Exercise >> Find all lines below containing the string "exist" and return them.

Data to use >>
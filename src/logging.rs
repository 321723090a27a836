//! Diagnostic logging for the binary.
//!
//! The library reports through `tracing`; this installs a stderr subscriber
//! whose level follows `-v` unless `TARJIMANI_LOG` says otherwise.

use tracing_subscriber::EnvFilter;
use tracing_subscriber::layer::SubscriberExt;
use tracing_subscriber::util::SubscriberInitExt;

/// Environment variable holding an explicit filter, e.g. `tarjimani=debug`.
pub const LOG_ENV: &str = "TARJIMANI_LOG";

/// Default filter directive for a `-v` count.
pub const fn default_directive(verbosity: u8) -> &'static str {
    match verbosity {
        0 => "warn",
        1 => "info",
        _ => "debug",
    }
}

/// Installs the global subscriber. Later calls are ignored.
pub fn init(verbosity: u8, no_color: bool) {
    let filter = EnvFilter::try_from_env(LOG_ENV)
        .unwrap_or_else(|_| EnvFilter::new(default_directive(verbosity)));

    let _ = tracing_subscriber::registry()
        .with(filter)
        .with(
            tracing_subscriber::fmt::layer()
                .with_writer(std::io::stderr)
                .with_ansi(!no_color)
                .with_target(verbosity > 1),
        )
        .try_init();
}

#[cfg(test)]
mod tests {
    use super::*;

    #[test]
    fn test_verbosity_levels() {
        assert_eq!(default_directive(0), "warn");
        assert_eq!(default_directive(1), "info");
        assert_eq!(default_directive(2), "debug");
        assert_eq!(default_directive(9), "debug");
    }
}
//! Wire frames and the post-handshake line codec.
//!
//! Every frame is a JSON object discriminated by its `type` field:
//!
//! ```text
//! {"type":"lang","language":"en"}
//! {"type":"chat","text":"hello"}
//! ```
//!
//! After the handshake each frame occupies exactly one line terminated by `\n`.

use serde::{Deserialize, Serialize};

use super::error::ProtocolError;
use crate::lines::LineBuffer;

/// One protocol message.
#[derive(Debug, Clone, PartialEq, Eq, Serialize, Deserialize)]
#[serde(tag = "type", rename_all = "lowercase")]
pub enum Frame {
    /// Language announcement sent once by each side during the handshake.
    Lang { language: String },
    /// Chat text, already translated into the receiver's language.
    Chat { text: String },
}

impl Frame {
    pub fn lang(language: impl Into<String>) -> Self {
        Self::Lang {
            language: language.into(),
        }
    }

    pub fn chat(text: impl Into<String>) -> Self {
        Self::Chat { text: text.into() }
    }

    /// Frame type as it appears on the wire.
    pub const fn kind(&self) -> &'static str {
        match self {
            Self::Lang { .. } => "lang",
            Self::Chat { .. } => "chat",
        }
    }

    /// Serializes the frame as a single JSON object without a delimiter.
    pub fn encode(&self) -> Result<Vec<u8>, ProtocolError> {
        serde_json::to_vec(self).map_err(ProtocolError::Malformed)
    }

    /// Serializes the frame as one newline-terminated line.
    pub fn encode_line(&self) -> Result<Vec<u8>, ProtocolError> {
        let mut line = self.encode()?;
        line.push(b'\n');
        Ok(line)
    }
}

/// Incremental decoder for the newline-delimited frame stream.
///
/// Tolerates partial frames, several frames in one chunk and blank lines.
/// A line that fails to parse yields an error for that line only.
#[derive(Debug, Default)]
pub struct FrameDecoder {
    lines: LineBuffer,
}

impl FrameDecoder {
    pub fn new() -> Self {
        Self::default()
    }

    /// Feeds a chunk of bytes and returns every frame it completes, in order.
    pub fn feed(&mut self, chunk: &[u8]) -> Vec<Result<Frame, ProtocolError>> {
        self.lines.extend(chunk);

        let mut decoded = Vec::new();
        while let Some(line) = self.lines.next_line() {
            let line = line.trim_ascii();
            if line.is_empty() {
                continue;
            }
            decoded.push(serde_json::from_slice::<Frame>(line).map_err(ProtocolError::Malformed));
        }
        decoded
    }

    /// Bytes buffered for an incomplete trailing frame.
    pub fn pending(&self) -> usize {
        self.lines.pending()
    }
}
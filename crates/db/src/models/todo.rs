//! Todo model.

use serde::{Deserialize, Serialize};
use sqlx::FromRow;
use todolist_core::types::DbId;

/// A row from the `todos` table.
#[derive(Debug, Clone, PartialEq, Eq, Serialize, FromRow)]
pub struct Todo {
    pub id: DbId,
    pub title: String,
    pub description: Option<String>,
    pub done: bool,
}

/// DTO for creating or fully replacing a todo.
///
/// Used by both POST and PUT: updates are full replacement, so `done`
/// falls back to `false` when the request omits it. Any `id` in the
/// request body is ignored (the path or the database decides the id).
#[derive(Debug, Clone, Deserialize)]
pub struct TodoInput {
    pub title: String,
    pub description: Option<String>,
    #[serde(default)]
    pub done: bool,
}
//! Domain model structs and DTOs.
//!
//! Each submodule contains:
//! - A `FromRow` + `Serialize` entity struct matching the database row
//! - A `Deserialize` input DTO for writes

pub mod todo;
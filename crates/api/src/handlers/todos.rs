//! Handlers for the todo CRUD endpoints.
//!
//! Thin wrappers over [`TodoService`]: extract, delegate, serialize.
//! Responses carry the bare entity (or array), no envelope.

use axum::extract::{Path, State};
use axum::http::StatusCode;
use axum::response::IntoResponse;
use axum::Json;

use todolist_core::types::DbId;
use todolist_db::models::todo::TodoInput;

use crate::error::AppResult;
use crate::state::AppState;

/// GET /api/todos
///
/// List all todos.
pub async fn list_todos(State(state): State<AppState>) -> AppResult<impl IntoResponse> {
    let todos = state.todos.get_all_todos().await?;
    Ok(Json(todos))
}

/// GET /api/todos/{id}
///
/// Fetch a single todo. 404 when the id does not exist.
pub async fn get_todo(
    State(state): State<AppState>,
    Path(id): Path<DbId>,
) -> AppResult<impl IntoResponse> {
    let todo = state.todos.get_todo_by_id(id).await?;
    Ok(Json(todo))
}

/// POST /api/todos
///
/// Create a todo from the request body. Any client-supplied id is
/// ignored; the response carries the assigned one.
pub async fn create_todo(
    State(state): State<AppState>,
    Json(input): Json<TodoInput>,
) -> AppResult<impl IntoResponse> {
    let todo = state.todos.create_todo(&input).await?;

    tracing::info!(todo_id = todo.id, "Todo created");

    Ok((StatusCode::CREATED, Json(todo)))
}

/// PUT /api/todos/{id}
///
/// Fully replace a todo's title, description, and done flag. 404 when
/// the id does not exist.
pub async fn update_todo(
    State(state): State<AppState>,
    Path(id): Path<DbId>,
    Json(input): Json<TodoInput>,
) -> AppResult<impl IntoResponse> {
    let todo = state.todos.update_todo(id, &input).await?;

    tracing::info!(todo_id = id, "Todo updated");

    Ok(Json(todo))
}

/// DELETE /api/todos/{id}
///
/// Delete a todo. Idempotent: deleting an absent id still returns 204.
pub async fn delete_todo(
    State(state): State<AppState>,
    Path(id): Path<DbId>,
) -> AppResult<impl IntoResponse> {
    state.todos.delete_todo_by_id(id).await?;

    tracing::info!(todo_id = id, "Todo deleted");

    Ok(StatusCode::NO_CONTENT)
}
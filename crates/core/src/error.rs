use crate::types::DbId;

#[derive(Debug, thiserror::Error)]
pub enum CoreError {
    #[error("Entity not found: {entity} with id {id}")]
    NotFound { entity: &'static str, id: DbId },

    #[error("Validation failed: {0}")]
    Validation(String),

    #[error("Internal error: {0}")]
    Internal(String),
}
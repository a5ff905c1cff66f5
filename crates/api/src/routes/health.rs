use axum::extract::State;
use axum::{routing::get, Json, Router};
use serde::Serialize;

use crate::state::AppState;

/// Health check response payload.
#[derive(Serialize)]
pub struct HealthResponse {
    /// Overall service status.
    pub status: &'static str,
    /// Crate version from Cargo.toml.
    pub version: &'static str,
    /// Whether the database is reachable.
    pub db_healthy: bool,
}

/// GET /health -- returns service and database health.
async fn health_check(State(state): State<AppState>) -> Json<HealthResponse> {
    let db_healthy = todolist_db::health_check(&state.pool).await.is_ok();

    let status = if db_healthy { "ok" } else { "degraded" };

    Json(HealthResponse {
        status,
        version: env!("CARGO_PKG_VERSION"),
        db_healthy,
    })
}

/// Mount health check routes (intended for root-level, NOT under `/api`).
pub fn router() -> Router<AppState> {
    Router::new().route("/health", get(health_check))
}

Response for this exercise >>
/// Fetch a single todo. 404 when the id does not exist.
/// the id does not exist.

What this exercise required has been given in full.